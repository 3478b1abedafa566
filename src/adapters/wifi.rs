//! WiFi station-mode adapter.
//!
//! Implements [`ConnectivityPort`], the hexagonal boundary for network
//! connectivity.  Credentials are validated once at construction.
//!
//! ## cfg gating
//!
//! - **`target_os = "espidf"`**: `BlockingWifi<EspWifi>` from `esp-idf-svc`.
//! - **all other targets**: simulation stub for host-side tests.
//!
//! A failed connect is not fatal: reports simply fail until the link is
//! up, and the main loop retries the association periodically.

use core::fmt;
use log::{error, info};

#[cfg(target_os = "espidf")]
use embedded_svc::wifi::{AuthMethod, ClientConfiguration, Configuration};
#[cfg(target_os = "espidf")]
use esp_idf_svc::wifi::{BlockingWifi, EspWifi};

use crate::app::ports::ConnectivityPort;

#[derive(Debug, Clone, Copy, PartialEq, Eq)]
pub enum ConnectivityError {
    NoCredentials,
    InvalidSsid,
    InvalidPassword,
    ConnectionFailed,
}

impl fmt::Display for ConnectivityError {
    fn fmt(&self, f: &mut fmt::Formatter<'_>) -> fmt::Result {
        match self {
            Self::NoCredentials => write!(f, "no WiFi credentials configured"),
            Self::InvalidSsid => write!(f, "SSID invalid (must be 1-32 printable ASCII bytes)"),
            Self::InvalidPassword => {
                write!(f, "password invalid (must be 8-64 bytes for WPA2, or empty for open)")
            }
            Self::ConnectionFailed => write!(f, "WiFi connection failed"),
        }
    }
}

#[derive(Debug, Clone, Copy, PartialEq, Eq)]
pub enum WifiState {
    Disconnected,
    Connected,
    Failed,
}

// ───────────────────────────────────────────────────────────────
// Validation
// ───────────────────────────────────────────────────────────────

/// WPA passphrases and the SSIDs we accept are limited to 0x20..=0x7E.
fn printable(s: &str) -> bool {
    s.bytes().all(|b| b == b' ' || b.is_ascii_graphic())
}

fn validate_ssid(ssid: &str) -> Result<(), ConnectivityError> {
    if ssid.is_empty() {
        return Err(ConnectivityError::NoCredentials);
    }
    if ssid.len() > 32 || !printable(ssid) {
        return Err(ConnectivityError::InvalidSsid);
    }
    Ok(())
}

fn validate_password(password: &str) -> Result<(), ConnectivityError> {
    if password.is_empty() {
        return Ok(());
    }
    if password.len() < 8 || password.len() > 64 || !printable(password) {
        return Err(ConnectivityError::InvalidPassword);
    }
    Ok(())
}

// ───────────────────────────────────────────────────────────────
// WiFi adapter
// ───────────────────────────────────────────────────────────────

pub struct WifiAdapter {
    state: WifiState,
    ssid: heapless::String<32>,
    password: heapless::String<64>,
    #[cfg(target_os = "espidf")]
    wifi: BlockingWifi<EspWifi<'static>>,
}

impl WifiAdapter {
    #[cfg(target_os = "espidf")]
    pub fn new(
        wifi: BlockingWifi<EspWifi<'static>>,
        ssid: &str,
        password: &str,
    ) -> Result<Self, ConnectivityError> {
        let (ssid, password) = Self::credentials(ssid, password)?;
        Ok(Self {
            state: WifiState::Disconnected,
            ssid,
            password,
            wifi,
        })
    }

    #[cfg(not(target_os = "espidf"))]
    pub fn new(ssid: &str, password: &str) -> Result<Self, ConnectivityError> {
        let (ssid, password) = Self::credentials(ssid, password)?;
        Ok(Self {
            state: WifiState::Disconnected,
            ssid,
            password,
        })
    }

    fn credentials(
        ssid: &str,
        password: &str,
    ) -> Result<(heapless::String<32>, heapless::String<64>), ConnectivityError> {
        validate_ssid(ssid)?;
        validate_password(password)?;
        let ssid = heapless::String::try_from(ssid).map_err(|()| ConnectivityError::InvalidSsid)?;
        let password =
            heapless::String::try_from(password).map_err(|()| ConnectivityError::InvalidPassword)?;
        Ok((ssid, password))
    }

    pub fn state(&self) -> WifiState {
        self.state
    }

    pub fn ssid(&self) -> &str {
        &self.ssid
    }

    // ── Platform-specific ─────────────────────────────────────

    #[cfg(target_os = "espidf")]
    fn platform_connect(&mut self) -> Result<(), ConnectivityError> {
        let auth_method = if self.password.is_empty() {
            AuthMethod::None
        } else {
            AuthMethod::WPA2Personal
        };
        let conf = Configuration::Client(ClientConfiguration {
            ssid: self.ssid.clone(),
            password: self.password.clone(),
            auth_method,
            ..Default::default()
        });
        let fail = |e: esp_idf_svc::sys::EspError| {
            error!("WiFi(espidf): {e}");
            ConnectivityError::ConnectionFailed
        };
        self.wifi.set_configuration(&conf).map_err(fail)?;
        if !self.wifi.is_started().map_err(fail)? {
            self.wifi.start().map_err(fail)?;
        }
        self.wifi.connect().map_err(fail)?;
        self.wifi.wait_netif_up().map_err(fail)?;
        Ok(())
    }

    #[cfg(not(target_os = "espidf"))]
    fn platform_connect(&mut self) -> Result<(), ConnectivityError> {
        info!("WiFi(sim): associated with '{}'", self.ssid);
        Ok(())
    }

    #[cfg(target_os = "espidf")]
    fn platform_disconnect(&mut self) -> Result<(), ConnectivityError> {
        self.wifi.disconnect().map_err(|e| {
            error!("WiFi(espidf): {e}");
            ConnectivityError::ConnectionFailed
        })
    }

    #[cfg(not(target_os = "espidf"))]
    fn platform_disconnect(&mut self) -> Result<(), ConnectivityError> {
        info!("WiFi(sim): disconnected");
        Ok(())
    }

    #[cfg(target_os = "espidf")]
    fn platform_is_connected(&self) -> bool {
        self.wifi.is_connected().unwrap_or(false)
    }

    #[cfg(not(target_os = "espidf"))]
    fn platform_is_connected(&self) -> bool {
        self.state == WifiState::Connected
    }
}

// ───────────────────────────────────────────────────────────────
// ConnectivityPort
// ───────────────────────────────────────────────────────────────

impl ConnectivityPort for WifiAdapter {
    type Error = ConnectivityError;

    fn connect(&mut self) -> Result<(), ConnectivityError> {
        if self.is_connected() {
            return Ok(());
        }
        info!("WiFi: connecting to '{}'", self.ssid);
        match self.platform_connect() {
            Ok(()) => {
                self.state = WifiState::Connected;
                info!("WiFi: connected");
                Ok(())
            }
            Err(e) => {
                error!("WiFi: connection failed: {e}");
                self.state = WifiState::Failed;
                Err(e)
            }
        }
    }

    fn disconnect(&mut self) -> Result<(), ConnectivityError> {
        let res = self.platform_disconnect();
        self.state = WifiState::Disconnected;
        res
    }

    fn is_connected(&self) -> bool {
        self.state == WifiState::Connected && self.platform_is_connected()
    }
}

## Assigned task
Take from the listing above each line that contains the string "NoCredentials".

## Solution to this exercise
    NoCredentials,
            Self::NoCredentials => write!(f, "no WiFi credentials configured"),
        return Err(ConnectivityError::NoCredentials);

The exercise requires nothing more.